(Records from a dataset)
_ _ _
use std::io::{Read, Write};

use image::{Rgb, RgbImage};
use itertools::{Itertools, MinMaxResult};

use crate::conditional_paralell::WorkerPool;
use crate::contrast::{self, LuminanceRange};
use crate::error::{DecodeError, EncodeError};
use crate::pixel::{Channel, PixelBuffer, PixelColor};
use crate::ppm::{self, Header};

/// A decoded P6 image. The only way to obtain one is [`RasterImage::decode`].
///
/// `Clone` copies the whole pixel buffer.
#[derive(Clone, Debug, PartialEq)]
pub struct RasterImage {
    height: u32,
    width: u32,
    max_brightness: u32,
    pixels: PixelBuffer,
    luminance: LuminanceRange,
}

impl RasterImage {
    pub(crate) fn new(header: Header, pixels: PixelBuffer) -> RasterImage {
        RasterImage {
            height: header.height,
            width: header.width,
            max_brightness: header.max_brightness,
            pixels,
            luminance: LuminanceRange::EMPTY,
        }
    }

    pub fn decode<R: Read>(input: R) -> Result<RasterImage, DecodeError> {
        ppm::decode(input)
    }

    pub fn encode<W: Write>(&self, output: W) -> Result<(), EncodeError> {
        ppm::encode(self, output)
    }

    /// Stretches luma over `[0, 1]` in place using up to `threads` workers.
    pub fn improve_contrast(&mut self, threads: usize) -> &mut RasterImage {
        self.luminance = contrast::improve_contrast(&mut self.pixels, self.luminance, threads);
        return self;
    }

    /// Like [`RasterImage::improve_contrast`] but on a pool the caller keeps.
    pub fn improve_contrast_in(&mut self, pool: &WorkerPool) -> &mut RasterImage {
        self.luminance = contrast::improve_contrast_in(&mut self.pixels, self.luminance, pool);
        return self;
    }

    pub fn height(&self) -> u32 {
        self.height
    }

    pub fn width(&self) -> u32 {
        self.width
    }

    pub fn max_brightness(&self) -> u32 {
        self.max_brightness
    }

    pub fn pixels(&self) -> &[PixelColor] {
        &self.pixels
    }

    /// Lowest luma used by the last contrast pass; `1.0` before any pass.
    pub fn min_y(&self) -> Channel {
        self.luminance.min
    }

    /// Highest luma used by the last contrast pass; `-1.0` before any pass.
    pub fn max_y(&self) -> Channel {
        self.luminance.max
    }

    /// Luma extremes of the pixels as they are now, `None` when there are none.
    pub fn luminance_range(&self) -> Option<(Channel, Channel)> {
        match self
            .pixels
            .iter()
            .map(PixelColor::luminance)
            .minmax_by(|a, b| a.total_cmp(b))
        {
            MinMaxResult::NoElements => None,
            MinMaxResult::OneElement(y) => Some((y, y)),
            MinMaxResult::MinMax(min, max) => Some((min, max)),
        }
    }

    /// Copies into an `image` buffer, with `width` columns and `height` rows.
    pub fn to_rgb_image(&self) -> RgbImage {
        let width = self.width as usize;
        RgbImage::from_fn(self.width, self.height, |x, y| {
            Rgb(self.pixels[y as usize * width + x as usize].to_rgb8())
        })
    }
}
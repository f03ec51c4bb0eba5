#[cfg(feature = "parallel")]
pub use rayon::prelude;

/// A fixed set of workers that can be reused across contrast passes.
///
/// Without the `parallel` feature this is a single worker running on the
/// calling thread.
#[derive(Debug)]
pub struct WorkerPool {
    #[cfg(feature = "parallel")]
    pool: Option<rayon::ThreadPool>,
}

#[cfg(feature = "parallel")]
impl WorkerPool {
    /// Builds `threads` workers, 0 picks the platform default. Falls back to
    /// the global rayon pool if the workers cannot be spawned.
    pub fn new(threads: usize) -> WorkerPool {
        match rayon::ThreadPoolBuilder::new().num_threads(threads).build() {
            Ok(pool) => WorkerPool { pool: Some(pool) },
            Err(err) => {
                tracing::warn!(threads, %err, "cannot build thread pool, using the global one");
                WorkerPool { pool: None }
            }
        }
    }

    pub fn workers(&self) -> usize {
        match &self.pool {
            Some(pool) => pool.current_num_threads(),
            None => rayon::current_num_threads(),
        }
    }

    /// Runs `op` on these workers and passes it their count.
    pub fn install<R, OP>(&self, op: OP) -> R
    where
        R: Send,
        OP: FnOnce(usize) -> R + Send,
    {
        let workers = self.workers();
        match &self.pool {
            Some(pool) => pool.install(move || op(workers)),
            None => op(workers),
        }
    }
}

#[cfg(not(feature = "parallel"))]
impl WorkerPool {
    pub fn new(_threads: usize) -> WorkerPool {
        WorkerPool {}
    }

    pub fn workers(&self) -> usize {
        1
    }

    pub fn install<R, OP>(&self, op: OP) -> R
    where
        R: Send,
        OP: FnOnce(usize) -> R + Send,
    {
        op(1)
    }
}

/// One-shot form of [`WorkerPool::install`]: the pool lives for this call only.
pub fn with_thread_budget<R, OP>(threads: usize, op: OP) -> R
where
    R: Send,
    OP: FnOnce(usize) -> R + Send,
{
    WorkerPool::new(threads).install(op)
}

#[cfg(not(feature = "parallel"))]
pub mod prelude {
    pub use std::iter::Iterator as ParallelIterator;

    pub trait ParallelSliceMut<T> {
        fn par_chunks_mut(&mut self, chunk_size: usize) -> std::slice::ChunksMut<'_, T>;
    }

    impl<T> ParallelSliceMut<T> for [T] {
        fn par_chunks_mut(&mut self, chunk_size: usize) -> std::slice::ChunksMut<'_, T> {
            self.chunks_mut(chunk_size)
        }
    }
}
_ _ _
→ Exercise description:
Every entry above should be written out again, precisely.

→ Finished exercise:
use std::io::{Read, Write};

use image::{Rgb, RgbImage};
use itertools::{Itertools, MinMaxResult};

use crate::conditional_paralell::WorkerPool;
use crate::contrast::{self, LuminanceRange};
use crate::error::{DecodeError, EncodeError};
use crate::pixel::{Channel, PixelBuffer, PixelColor};
use crate::ppm::{self, Header};

/// A decoded P6 image. The only way to obtain one is [`RasterImage::decode`].
///
/// `Clone` copies the whole pixel buffer.
#[derive(Clone, Debug, PartialEq)]
pub struct RasterImage {
    height: u32,
    width: u32,
    max_brightness: u32,
    pixels: PixelBuffer,
    luminance: LuminanceRange,
}

impl RasterImage {
    pub(crate) fn new(header: Header, pixels: PixelBuffer) -> RasterImage {
        RasterImage {
            height: header.height,
            width: header.width,
            max_brightness: header.max_brightness,
            pixels,
            luminance: LuminanceRange::EMPTY,
        }
    }

    pub fn decode<R: Read>(input: R) -> Result<RasterImage, DecodeError> {
        ppm::decode(input)
    }

    pub fn encode<W: Write>(&self, output: W) -> Result<(), EncodeError> {
        ppm::encode(self, output)
    }

    /// Stretches luma over `[0, 1]` in place using up to `threads` workers.
    pub fn improve_contrast(&mut self, threads: usize) -> &mut RasterImage {
        self.luminance = contrast::improve_contrast(&mut self.pixels, self.luminance, threads);
        return self;
    }

    /// Like [`RasterImage::improve_contrast`] but on a pool the caller keeps.
    pub fn improve_contrast_in(&mut self, pool: &WorkerPool) -> &mut RasterImage {
        self.luminance = contrast::improve_contrast_in(&mut self.pixels, self.luminance, pool);
        return self;
    }

    pub fn height(&self) -> u32 {
        self.height
    }

    pub fn width(&self) -> u32 {
        self.width
    }

    pub fn max_brightness(&self) -> u32 {
        self.max_brightness
    }

    pub fn pixels(&self) -> &[PixelColor] {
        &self.pixels
    }

    /// Lowest luma used by the last contrast pass; `1.0` before any pass.
    pub fn min_y(&self) -> Channel {
        self.luminance.min
    }

    /// Highest luma used by the last contrast pass; `-1.0` before any pass.
    pub fn max_y(&self) -> Channel {
        self.luminance.max
    }

    /// Luma extremes of the pixels as they are now, `None` when there are none.
    pub fn luminance_range(&self) -> Option<(Channel, Channel)> {
        match self
            .pixels
            .iter()
            .map(PixelColor::luminance)
            .minmax_by(|a, b| a.total_cmp(b))
        {
            MinMaxResult::NoElements => None,
            MinMaxResult::OneElement(y) => Some((y, y)),
            MinMaxResult::MinMax(min, max) => Some((min, max)),
        }
    }

    /// Copies into an `image` buffer, with `width` columns and `height` rows.
    pub fn to_rgb_image(&self) -> RgbImage {
        let width = self.width as usize;
        RgbImage::from_fn(self.width, self.height, |x, y| {
            Rgb(self.pixels[y as usize * width + x as usize].to_rgb8())
        })
    }
}
repository f03ec51c4bb0eba5
#[cfg(feature = "parallel")]
pub use rayon::prelude;

/// A fixed set of workers that can be reused across contrast passes.
///
/// Without the `parallel` feature this is a single worker running on the
/// calling thread.
#[derive(Debug)]
pub struct WorkerPool {
    #[cfg(feature = "parallel")]
    pool: Option<rayon::ThreadPool>,
}

#[cfg(feature = "parallel")]
impl WorkerPool {
    /// Builds `threads` workers, 0 picks the platform default. Falls back to
    /// the global rayon pool if the workers cannot be spawned.
    pub fn new(threads: usize) -> WorkerPool {
        match rayon::ThreadPoolBuilder::new().num_threads(threads).build() {
            Ok(pool) => WorkerPool { pool: Some(pool) },
            Err(err) => {
                tracing::warn!(threads, %err, "cannot build thread pool, using the global one");
                WorkerPool { pool: None }
            }
        }
    }

    pub fn workers(&self) -> usize {
        match &self.pool {
            Some(pool) => pool.current_num_threads(),
            None => rayon::current_num_threads(),
        }
    }

    /// Runs `op` on these workers and passes it their count.
    pub fn install<R, OP>(&self, op: OP) -> R
    where
        R: Send,
        OP: FnOnce(usize) -> R + Send,
    {
        let workers = self.workers();
        match &self.pool {
            Some(pool) => pool.install(move || op(workers)),
            None => op(workers),
        }
    }
}

#[cfg(not(feature = "parallel"))]
impl WorkerPool {
    pub fn new(_threads: usize) -> WorkerPool {
        WorkerPool {}
    }

    pub fn workers(&self) -> usize {
        1
    }

    pub fn install<R, OP>(&self, op: OP) -> R
    where
        R: Send,
        OP: FnOnce(usize) -> R + Send,
    {
        op(1)
    }
}

/// One-shot form of [`WorkerPool::install`]: the pool lives for this call only.
pub fn with_thread_budget<R, OP>(threads: usize, op: OP) -> R
where
    R: Send,
    OP: FnOnce(usize) -> R + Send,
{
    WorkerPool::new(threads).install(op)
}

#[cfg(not(feature = "parallel"))]
pub mod prelude {
    pub use std::iter::Iterator as ParallelIterator;

    pub trait ParallelSliceMut<T> {
        fn par_chunks_mut(&mut self, chunk_size: usize) -> std::slice::ChunksMut<'_, T>;
    }

    impl<T> ParallelSliceMut<T> for [T] {
        fn par_chunks_mut(&mut self, chunk_size: usize) -> std::slice::ChunksMut<'_, T> {
            self.chunks_mut(chunk_size)
        }
    }
}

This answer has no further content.